Nearly 60 percent of Jewish students at Harvard said they had experienced “discrimination, stereotyping, or negative bias on campus due to [their] views on current events,” according to the 311-page report. The report said that 73 percent of Jewish students expressed discomfort sharing their political opinions, while 75 percent believed there was an “academic or professional penalty” for expressing their views at Harvard.
Jewish students also said they had concealed their identity from classmates and been ghosted by longtime friends for expressing sympathy for Israel—or for appearing in Instagram posts with those who did. Jewish students at Harvard also reported choosing to “avoid certain degree programs, classes, and panel discussions sponsored by various departments and centers at Harvard because of antisemitism.”
The antisemitism report was based on what Harvard described as 50 “listening sessions” with a total of about 500 students, faculty, and staff, as well as 2,295 responses to an online survey, including 477 students, faculty, and staff who identified themselves as Jewish.
Harvard’s antisemitism task force had originally said it would publish its findings in the “early fall” of 2024. On April 19, Trump officials demanded that they be sent any reports written by the task force, any drafts of those reports, and the names of anyone involved in “preparing and editing the report,” The Free Press reported exclusively.
Harvard is suing the Trump administration to halt a $2.2 billion funding freeze after the university rejected demands for sweeping changes in governance, hiring, and admissions. It is the biggest clash in a growing showdown over academic freedom and federal funding of higher education.
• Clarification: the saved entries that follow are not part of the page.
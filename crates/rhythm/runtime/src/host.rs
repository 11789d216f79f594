use std::sync::Arc;

use rhythm_sandbox::{CapabilityHost, CapabilityRequest};
use rhythm_transport::{Endpoint, MessageType};
use rhythm_types::ErrorReport;
use serde_json::{json, Value};
use tokio::runtime::Handle;
use tracing::debug;

/// Serves capability calls by round-tripping to the Domus domain.
///
/// Calls block the current thread, which must be a blocking-pool thread
/// (`spawn_blocking`), never a runtime worker.
pub struct TransportCapabilityHost {
    endpoint: Arc<Endpoint>,
    runtime: Handle,
}

impl TransportCapabilityHost {
    pub fn new(endpoint: Arc<Endpoint>, runtime: Handle) -> Self {
        Self { endpoint, runtime }
    }
}

fn to_message(request: CapabilityRequest) -> (MessageType, Value) {
    match request {
        CapabilityRequest::FetchTakes { field_id } => {
            (MessageType::FetchTakes, json!({ "field_id": field_id }))
        }
        CapabilityRequest::FetchTakesForUser { user, field_id } => (
            MessageType::FetchTakesForUser,
            json!({ "user": user, "field_id": field_id }),
        ),
        CapabilityRequest::GetMiscData { url } => (MessageType::GetMiscData, json!({ "url": url })),
        CapabilityRequest::StoreData { data } => (MessageType::StoreData, json!({ "data": data })),
        CapabilityRequest::GetStoredData => (MessageType::GetStoredData, Value::Null),
    }
}

impl CapabilityHost for TransportCapabilityHost {
    fn call(&self, request: CapabilityRequest) -> Result<Value, ErrorReport> {
        let (message_type, payload) = to_message(request);
        debug!(%message_type, "Capability call");
        self.runtime
            .block_on(self.endpoint.request(message_type, payload, None))
            .map_err(|err| err.into_report())
    }
}

#[cfg(test)]
mod tests {
    use super::*;

    #[test]
    fn requests_map_to_wire_messages() {
        let (ty, payload) = to_message(CapabilityRequest::FetchTakesForUser {
            user: "cobalt.example/ada".into(),
            field_id: 3,
        });
        assert_eq!(ty, MessageType::FetchTakesForUser);
        assert_eq!(payload, json!({ "user": "cobalt.example/ada", "field_id": 3 }));

        let (ty, payload) = to_message(CapabilityRequest::GetStoredData);
        assert_eq!(ty, MessageType::GetStoredData);
        assert!(payload.is_null());
    }
}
The report was released on the same day as a separate, 222-page Harvard report on anti-Muslim, anti-Arab, and anti-Palestinian bias. That report cited a faculty member who said, “The idea of ‘antisemitism’ has been expanded so much that anything that even remotely expresses concern about the calamity that’s facing Palestinians is prohibited at Harvard.”
Ruth Wisse, a former Harvard professor of Yiddish and comparative literature, said that releasing the two reports at the same time revealed what Harvard really thinks about its antisemitism problem: It doesn’t have one.
“If they don’t see the two reports as a contrast, not a similarity, if they don’t see that, then what?” she said. “It is so preposterous to do these two reports as if there’s some kind of equivalency.”
In a letter released with the two reports, Harvard president Alan Garber said, “Harvard cannot—and will not—abide bigotry.” Harvard will launch an antisemitism research project, support a historical analysis of Muslims, Arabs, and Palestinians at Harvard, and accelerate an effort “to promote and support viewpoint diversity,” among other changes, Garber said.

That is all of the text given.